Be interested, not interesting
Don’t walk into an event with the intention of selling. Walk in with the intention of making connections and asking what others do. Aim to have a meaningful conversation with two or three people per event. Ask what the person you meet does first, then they will of course ask what you do in return.
Spend the time to get your BBQ/elevator speech ready
This is you ‘pitch’ or your 30 seconds to clearly and interestingly explain what you do and what problem you solve. Such as “you know how many women struggle to lose their unwanted post baby weight?

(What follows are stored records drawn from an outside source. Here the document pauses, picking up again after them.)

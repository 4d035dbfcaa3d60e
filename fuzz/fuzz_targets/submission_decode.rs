#![no_main]

use attest_round::Submission;
use libfuzzer_sys::fuzz_target;

fuzz_target!(|data: &[u8]| {
    if let Ok(s) = Submission::abi_decode(data) {
        assert_eq!(s.abi_encode(), data);
    }
});
//! Collaborators of the driver: chain verification and submission delivery.

use std::sync::{Mutex, PoisonError};

use async_trait::async_trait;
use attest_primitives::{AttestationRequest, SourceId, Verification};
use attest_round::Submission;
use attest_scheduler::VerifierError;
use thiserror::Error;
use tracing::info;

/// Checks a request against chain data.
///
/// `Ok` carries a definite answer, never retried. `Err` is transient and
/// retried by the source scheduler within its budget.
#[async_trait]
pub trait Verifier: Send + Sync + 'static {
    async fn verify(
        &self,
        source: SourceId,
        request: &AttestationRequest,
    ) -> Result<Verification, VerifierError>;
}

#[derive(Debug, Error)]
pub enum SinkError {
    #[error("submission rejected: {0}")]
    Rejected(String),
    #[error("sink unavailable: {0}")]
    Unavailable(String),
}

/// Delivers commit and reveal submissions. Retry and finality handling
/// belong to the implementation.
#[async_trait]
pub trait SubmissionSink: Send + Sync + 'static {
    async fn submit(&self, submission: Submission) -> Result<(), SinkError>;
}

/// Sink that only records and logs submissions (dry runs, tests).
#[derive(Debug, Default)]
pub struct RecordingSink {
    submissions: Mutex<Vec<Submission>>,
}

impl RecordingSink {
    #[must_use]
    pub fn new() -> Self {
        Self::default()
    }

    #[must_use]
    pub fn submissions(&self) -> Vec<Submission> {
        self.submissions.lock().unwrap_or_else(PoisonError::into_inner).clone()
    }

    #[must_use]
    pub fn len(&self) -> usize {
        self.submissions.lock().unwrap_or_else(PoisonError::into_inner).len()
    }

    #[must_use]
    pub fn is_empty(&self) -> bool {
        self.len() == 0
    }
}

#[async_trait]
impl SubmissionSink for RecordingSink {
    async fn submit(&self, submission: Submission) -> Result<(), SinkError> {
        info!(
            round = submission.round_id,
            kind = ?submission.kind,
            buffer_index = submission.buffer_index,
            "[dry-run] submission"
        );
        self.submissions.lock().unwrap_or_else(PoisonError::into_inner).push(submission);
        Ok(())
    }
}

Well I have a 12 Step Transformational System that works on their mindset to not only lose their weight but also become confident, happy mums”.
Take plenty of business cards
Doesn’t have to be fancy or expensive, even Vista Print can be great, however never offer someone your card. Ask for the person’s that you have met card and 9 times out of 10, they will ask for yours in return. If possible, write something quickly on the back of the card that you were talking about or something that will help you remember them.
Within 24 hours of any networking event, you will need to follow up and connect with your new contacts. Friend them on Facebook and LinkedIn and send them an email. If you had really good rapport, even give them a call and offer to buy them a coffee so you can extend the relationship and find out if you can work together. If it is too hard to meet in person, offer to have a virtual cap of coffee and have a Skype video call. This gives you the best chance of making a meaningful connection and possible business opportunity.
Remember, as a business owner, you never stop networking. My husband used to snicker at me when I would start a conversation with a waitress or hairdresser when I was out of my ‘business hours’. I was always interested in what they did and what they were interested in and they would then ALWAYS ask what I did. I would then go into my ‘BBQ speech’ and clearly and concisely tell them what I did and what problem I solved.
My husband quickly stopped snickering at me when my hairdresser became a client of mine on a 12-month business-mentoring package because as she said “I have the problem you solve”.
Always carry cards with you wherever you go and if you take an interest in people, especially people that you recognize might have the problem you solve, it will surprise you just how much of a chance you get to ‘network’.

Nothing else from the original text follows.